EXERCISE OBJECTIVE. Return verbatim every line from the first line of the data below to the line that contains "use startlang::parser::diagnostics::DiagnosticKind;", inclusive, and no further.

'''

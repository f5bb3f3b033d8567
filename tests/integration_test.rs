// Integration tests for the Start/end parser

use startlang::parser::ast::{Expr, Program, SourceLocation, Stmt, TypeName};
use startlang::parser::diagnostics::DiagnosticKind;
use startlang::parser::grammar::{Grammar, Rule, Symbol};
use startlang::parser::lexer::Lexer;
use startlang::parser::parse::Parser;
use startlang::parser::{parse_source, Error};
use startlang::trace::TraceRecorder;

fn parse(source: &str) -> Program {
    parse_source(source).expect("Parsing failed")
}

fn assigned(program: &Program, index: usize) -> &Expr {
    match &program.statements[index] {
        Stmt::Assign { value, .. } => value,
        other => panic!("Expected assignment, got {:?}", other),
    }
}

/// Exercises every production at least once
const CORPUS: &str = r#"Start
    var a: int;
    var b: float;
    var c: string;
    var d: bool;

    function f(x: int, y: bool): int begin
        return x;
    end

    function g(): bool begin
        return true;
    end

    a := f(1, false);;
    if a = 1 or b <> 2 and not d then
        c := "s";
    else
        a := -1;
    end
    if a < 2 then end
    while a > 0 do
        a := a - 1 * 2 / +3;
        g();
    end
    b := (2.5 + a);
end"#;

#[test]
fn test_statement_counts() {
    assert!(parse("Start end").statements.is_empty());

    let program = parse("Start var x: int; x := 1; print(x); end");
    assert_eq!(program.statements.len(), 3);
    assert!(matches!(
        program.statements[0],
        Stmt::VarDecl {
            declared_type: TypeName::Int,
            ..
        }
    ));
    assert!(matches!(program.statements[2], Stmt::Call(ref call) if call.name == "print"));

    assert_eq!(parse(CORPUS).statements.len(), 11);
}

#[test]
fn test_precedence_and_associativity() {
    let program = parse("Start x := 1 + 2 * 3; y := 10 - 3 - 2; z := not a or b and c; end");

    assert_eq!(assigned(&program, 0).to_string(), "Add(1, Mul(2, 3))");
    assert_eq!(assigned(&program, 1).to_string(), "Sub(Sub(10, 3), 2)");
    assert_eq!(assigned(&program, 2).to_string(), "Or(Not(a), And(b, c))");
}

#[test]
fn test_optional_else() {
    let program = parse("Start if a then x := 1; end if a then x := 1; else x := 2; y := 3; end end");

    match &program.statements[0] {
        Stmt::If {
            then_branch,
            else_branch,
            ..
        } => {
            assert_eq!(then_branch.len(), 1);
            assert!(else_branch.is_none());
        }
        other => panic!("Expected if, got {:?}", other),
    }

    match &program.statements[1] {
        Stmt::If { else_branch, .. } => {
            assert_eq!(else_branch.as_ref().map(Vec::len), Some(2));
        }
        other => panic!("Expected if, got {:?}", other),
    }
}

#[test]
fn test_empty_params_and_args() {
    let program = parse("Start function f(): int begin return g();; end end");

    match &program.statements[0] {
        Stmt::FuncDecl {
            name,
            params,
            return_type,
            body,
            ..
        } => {
            assert_eq!(name, "f");
            assert!(params.is_empty());
            assert_eq!(*return_type, TypeName::Int);
            match &body[0] {
                Stmt::Return {
                    value: Expr::Call(call),
                    ..
                } => {
                    assert_eq!(call.name, "g");
                    assert!(call.args.is_empty());
                }
                other => panic!("Expected return of a call, got {:?}", other),
            }
        }
        other => panic!("Expected function, got {:?}", other),
    }
}

#[test]
fn test_params_keep_order() {
    let program = parse("Start function f(a: int, b: string, c: bool): float begin end end");

    match &program.statements[0] {
        Stmt::FuncDecl { params, body, .. } => {
            let names: Vec<&str> = params.iter().map(|p| p.name.as_str()).collect();
            assert_eq!(names, vec!["a", "b", "c"]);
            assert_eq!(params[1].param_type, TypeName::String);
            assert!(body.is_empty());
        }
        other => panic!("Expected function, got {:?}", other),
    }
}

#[test]
fn test_missing_then_reports_one_parse_error() {
    let grammar = Grammar::standard().unwrap();
    let diagnostics = Parser::from_source(grammar, "Start if true x := 1; end end")
        .parse()
        .unwrap_err();

    assert_eq!(diagnostics.len(), 1);
    let diagnostic = &diagnostics[0];
    assert_eq!(diagnostic.kind, DiagnosticKind::ParseError);
    assert_eq!(diagnostic.location, SourceLocation::new(1, 15));
    assert!(diagnostic.expected.contains(&Symbol::Then));
    assert!(diagnostic.expected.contains(&Symbol::Or));
    assert!(diagnostic
        .to_string()
        .starts_with("Parse error at line 1, column 15"));
}

#[test]
fn test_token_error_halts_once() {
    let grammar = Grammar::standard().unwrap();
    let diagnostics = Parser::from_source(grammar, "Start x := 1 @ 2; y := 3 $; end")
        .parse()
        .unwrap_err();

    assert_eq!(diagnostics.len(), 1);
    assert_eq!(diagnostics[0].kind, DiagnosticKind::TokenError);
    assert_eq!(diagnostics[0].location, SourceLocation::new(1, 14));
}

#[test]
fn test_unterminated_string_is_token_error() {
    let grammar = Grammar::standard().unwrap();
    let diagnostics = Parser::from_source(grammar, "Start x := \"open; end")
        .parse()
        .unwrap_err();

    assert_eq!(diagnostics.len(), 1);
    assert_eq!(diagnostics[0].kind, DiagnosticKind::TokenError);
}

#[test]
fn test_nesting_limit_at_default_depth() {
    let source = format!("Start x := {}1; end", "- ".repeat(250));
    let grammar = Grammar::standard().unwrap();
    let diagnostics = Parser::from_source(grammar, &source).parse().unwrap_err();

    assert_eq!(diagnostics.len(), 1);
    assert_eq!(diagnostics[0].kind, DiagnosticKind::NestingLimit);

    let within = format!("Start x := {}1; end", "- ".repeat(100));
    assert!(Parser::from_source(grammar, &within).parse().is_ok());
}

#[test]
fn test_parse_is_repeatable() {
    let grammar = Grammar::standard().unwrap();
    let mut parser = Parser::from_source(grammar, CORPUS);

    let first = parser.parse().unwrap();
    let second = parser.parse().unwrap();
    assert_eq!(first, second);

    let mut failing = Parser::from_source(grammar, "Start x := ; end");
    assert_eq!(failing.parse().unwrap_err(), failing.parse().unwrap_err());
}

#[test]
fn test_corpus_fires_every_rule() {
    let grammar = Grammar::standard().unwrap();
    let mut parser = Parser::from_source(grammar, CORPUS).with_trace(TraceRecorder::new(10_000));
    parser.parse().unwrap();

    let trace = parser.trace().unwrap();
    assert!(!trace.is_truncated());

    let fired = trace.rules_fired();
    let missing: Vec<Rule> = Rule::all().filter(|rule| !fired.contains(rule)).collect();
    assert!(missing.is_empty(), "Rules never reduced: {:?}", missing);
}

#[test]
fn test_shared_grammar_across_threads() {
    let grammar = Grammar::standard().unwrap();
    let tokens = Lexer::new(CORPUS).tokenize();
    let expected = Parser::new(grammar, tokens.clone()).parse().unwrap();

    std::thread::scope(|scope| {
        let handles: Vec<_> = (0..4)
            .map(|_| {
                let tokens = tokens.clone();
                scope.spawn(move || Parser::new(grammar, tokens).parse())
            })
            .collect();

        for handle in handles {
            assert_eq!(handle.join().unwrap().unwrap(), expected);
        }
    });
}

#[test]
fn test_parse_source_error() {
    match parse_source("Start x := ; end") {
        Err(Error::Syntax(diagnostics)) => {
            assert_eq!(diagnostics.len(), 1);
            assert_eq!(diagnostics[0].kind, DiagnosticKind::ParseError);
        }
        other => panic!("Expected syntax error, got {:?}", other),
    }

    let err = parse_source("Start").unwrap_err();
    assert_eq!(err.to_string(), "parsing failed with 1 diagnostic(s)");
}

#[test]
fn test_program_serializes_to_json() {
    let program = parse("Start var x: int; x := 1 + 2; end");
    let json = serde_json::to_value(&program).unwrap();

    let statements = json["statements"].as_array().unwrap();
    assert_eq!(statements.len(), 2);
    assert_eq!(json["location"]["line"], 1);
}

'''

REPLY TO THE TASK.
repository f5bb3f3b033d8567
filename tests/integration_test.rs
// Integration tests for the Start/end parser

use startlang::parser::ast::{Expr, Program, SourceLocation, Stmt, TypeName};
use startlang::parser::diagnostics::DiagnosticKind;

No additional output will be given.